The SCO’s competitive price pressures are holding hospital administrators’ feet to the fire and have already forced many hospitals to lower their prices and become more transparent in their business practices. “I’ve had patients e-mail me and say, ‘I was going to come to your facility, but I printed out your price list, and I took the price list in one hand and a plane ticket in the other hand to my hospital and told them this is where I’m going unless you step up,’” Dr. Smith relates. “In one case, in Georgia, a man was quoted $40,000 for a procedure on his prostate that we do here for about $4,000. As he was walking out, the hospital agreed to do the procedure for $4,000. Very insightfully, in the man’s e-mail, he said, ‘You saved me $36,000 and you didn’t even do my surgery.’”

ObamaCare’s “Meaningful Use”

One of the many harmful features of ObamaCare, which Dr. Smith refers to as the Unaffordable Care Act, requires physicians and hospitals to acquire electronic health record (EHR) systems or face draconian cuts in their reimbursement from Medicare. “This was, in essence,” says Smith, “a mandate and an expensive one, doctors not uncommonly spending $100,000 or more on these systems.” As a carrot, the federal government promised to pay “incentives” to partially (if not fully) reimburse the physicians and hospitals for buying these systems, but only if they met certain criteria, “meaningful use” being the catch-all phrase for these criteria. “Meaningful use has several parts, culminating in the transmission of confidential patient data (without the patient’s consent) to the federal government,” Smith notes. “There you have it: ‘Doctor, buy this or else.

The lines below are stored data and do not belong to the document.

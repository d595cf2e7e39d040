//! JSON response envelope and error-to-status mapping.
//!
//! Every response body has the shape
//!
//! ```json
//! { "code": "E0000", "message": "Success", "data": { ... } }
//! ```
//!
//! where `data` is omitted on errors.

use crate::errors::Error;
use axum::{
    Json,
    http::StatusCode,
    response::{IntoResponse, Response},
};
use serde::Serialize;

/// Code of a successful response
pub const SUCCESS_CODE: &str = "E0000";

/// Uniform response body
#[derive(Debug, Serialize)]
pub struct AppResponse<T> {
    /// `E0000` on success, an error code otherwise
    pub code: String,
    /// Human readable outcome
    pub message: String,
    /// Payload
    #[serde(skip_serializing_if = "Option::is_none")]
    pub data: Option<T>,
}

/// Handler return type
pub type ApiResult<T> = std::result::Result<Json<AppResponse<T>>, Error>;

/// Wraps `data` in a success envelope.
pub fn ok<T: Serialize>(data: T) -> ApiResult<T> {
    Ok(Json(AppResponse {
        code: SUCCESS_CODE.to_string(),
        message: "Success".to_string(),
        data: Some(data),
    }))
}

impl Error {
    /// HTTP status and error code for this error.
    #[must_use]
    pub const fn status_and_code(&self) -> (StatusCode, &'static str) {
        match self {
            Self::Unauthenticated => (StatusCode::UNAUTHORIZED, "E3001"),
            Self::Forbidden { .. } => (StatusCode::FORBIDDEN, "E2001"),
            Self::NotFound { .. } => (StatusCode::NOT_FOUND, "E0003"),
            Self::Conflict { .. } => (StatusCode::CONFLICT, "E0004"),
            Self::Validation { .. } | Self::InvalidAmount { .. } | Self::InvalidQuantity { .. } | Self::Csv(_) => {
                (StatusCode::BAD_REQUEST, "E0002")
            }
            Self::InvalidState { .. } | Self::Overpayment { .. } => (StatusCode::UNPROCESSABLE_ENTITY, "E0005"),
            Self::Database(_) => (StatusCode::INTERNAL_SERVER_ERROR, "E9002"),
            Self::Config { .. } | Self::Io(_) | Self::NumericConversion(_) => {
                (StatusCode::INTERNAL_SERVER_ERROR, "E9001")
            }
        }
    }
}

impl IntoResponse for Error {
    fn into_response(self) -> Response {
        let (status, code) = self.status_and_code();
        let message = if status.is_server_error() {
            tracing::error!(error = %self, "Request failed");
            "Internal server error".to_string()
        } else {
            tracing::debug!(error = %self, "Request rejected");
            self.to_string()
        };

        let body = Json(AppResponse::<()> {
            code: code.to_string(),
            message,
            data: None,
        });
        (status, body).into_response()
    }
}
//! Outlet-scoped alert fan-out.
//!
//! Staff screens of an outlet share one broadcast channel. Kitchen orders and
//! booking requests are published to it by the HTTP handlers, and every JSON
//! frame a staff socket sends is rebroadcast to the same group.
//!
//! Delivery is best effort: with no subscribers a message is dropped, and a
//! subscriber that falls behind skips what it missed.

use crate::{core::kitchen::KitchenTicket, entities::booking_request};
use dashmap::DashMap;
use serde_json::{Value, json};
use std::sync::Arc;
use tokio::sync::broadcast;

/// Messages buffered per outlet before slow subscribers start lagging
const CHANNEL_CAPACITY: usize = 256;

/// Broadcast channels keyed by outlet ID.
#[derive(Clone, Default)]
pub struct AlertHub {
    groups: Arc<DashMap<i64, broadcast::Sender<Value>>>,
}

impl AlertHub {
    /// Creates an empty hub.
    #[must_use]
    pub fn new() -> Self {
        Self::default()
    }

    fn sender(&self, outlet_id: i64) -> broadcast::Sender<Value> {
        self.groups
            .entry(outlet_id)
            .or_insert_with(|| broadcast::channel(CHANNEL_CAPACITY).0)
            .clone()
    }

    /// Joins the outlet's group.
    #[must_use]
    pub fn subscribe(&self, outlet_id: i64) -> broadcast::Receiver<Value> {
        self.sender(outlet_id).subscribe()
    }

    /// Sends `message` to every subscriber of the outlet and returns how many
    /// received it.
    pub fn publish(&self, outlet_id: i64, message: Value) -> usize {
        // send fails only when nobody listens
        let delivered = self.sender(outlet_id).send(message).unwrap_or(0);
        tracing::debug!(outlet_id, delivered, "Alert published");
        delivered
    }
}

/// Payload announcing a new room order to the kitchen.
#[must_use]
pub fn order_alert(ticket: &KitchenTicket) -> Value {
    let items: Vec<Value> = ticket
        .items
        .iter()
        .map(|item| json!({ "name": item.product_name, "qty": item.quantity }))
        .collect();
    json!({
        "type": "order_alert",
        "order_id": ticket.order.id,
        "session_id": ticket.order.session_id,
        "room": ticket.room_name,
        "customer": ticket.customer_name,
        "total": ticket.order.total_price,
        "items": items,
        "created_at": ticket.order.created_at,
    })
}

/// Payload announcing a booking request that awaits approval.
#[must_use]
pub fn booking_requested(booking: &booking_request::Model) -> Value {
    json!({
        "type": "booking_requested",
        "booking_id": booking.id,
        "customer": booking.customer_name,
        "phone": booking.phone_number,
        "date": booking.requested_date,
        "time": booking.requested_time,
        "duration_minutes": booking.duration_minutes,
    })
}
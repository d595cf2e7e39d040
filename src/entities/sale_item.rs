//! Sale item entity - one cart line of a sale.

use sea_orm::entity::prelude::*;
use serde::{Deserialize, Serialize};

/// Sale item database model
#[derive(Clone, Debug, PartialEq, DeriveEntityModel, Serialize, Deserialize)]
#[sea_orm(table_name = "sale_items")]
pub struct Model {
    /// Unique identifier for the line
    #[sea_orm(primary_key)]
    pub id: i64,
    /// Parent sale
    pub sale_id: i64,
    /// Product sold; kept nullable so deleted products do not erase history
    pub product_id: Option<i64>,
    /// Product name at the time of sale
    pub product_name: String,
    /// Units sold
    pub quantity: i32,
    /// Unit price charged
    pub price: f64,
}

/// Defines relationships between SaleItem and other entities
#[derive(Copy, Clone, Debug, EnumIter, DeriveRelation)]
pub enum Relation {
    /// Each line belongs to one sale
    #[sea_orm(
        belongs_to = "super::sale_transaction::Entity",
        from = "Column::SaleId",
        to = "super::sale_transaction::Column::Id"
    )]
    Sale,
}

impl Related<super::sale_transaction::Entity> for Entity {
    fn to() -> RelationDef {
        Relation::Sale.def()
    }
}

impl ActiveModelBehavior for ActiveModel {}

Now that you have bought it, you can have your money back — if you betray your patients.’ That is ‘meaningful use’ in a nutshell.”

The hands of the big corporate hospitals are apparent here. “Notice also that ASC’s (Ambulatory Surgery Centers, such as SCO) do not qualify for reimbursement of the purchase of these systems, although they do qualify for the punishment for not having a system,” Smith points out. “This is not very subtle, is it? Think the hospital lobby had anything to do with this?”

Dr. Smith is particularly critical of former House Speaker and Republican presidential candidate Newt Gingrich, whose Center for Health Transformation has been in the forefront of promoting federal legislation (together with Democrats Hillary Clinton and Rep. Patrick Kennedy, son of the late Sen. Ted Kennedy) mandating adoption of EHR systems. “The EHR lobby, led by Newt Gingrich, very effectively created a purchase mandate for their product, always a money-maker,” Smith wrote in his blog. “The demand therefore far outstripped the supply and many systems which were trash were sold and were replaced with new ones almost as fast as they were installed. None of the systems effectively ‘talk’ to each other, as the companies all claim their software as proprietary and will not cooperate or play well with others. Hospitals use this tool to gouge even more effectively, making lab tests and nutrition consults part of the admission orders, rather than discretionary when needed. Medical records are now an unintelligible cut and paste mess, with pertinent patient information impossible to find.”

For Dr. Smith, the prescription for America’s healthcare problems is simple and obvious: Take the politics, the politicians, and the bureaucrats out of medicine and allow healthcare to function in a free market system that promotes honesty, quality, efficiency, and affordability.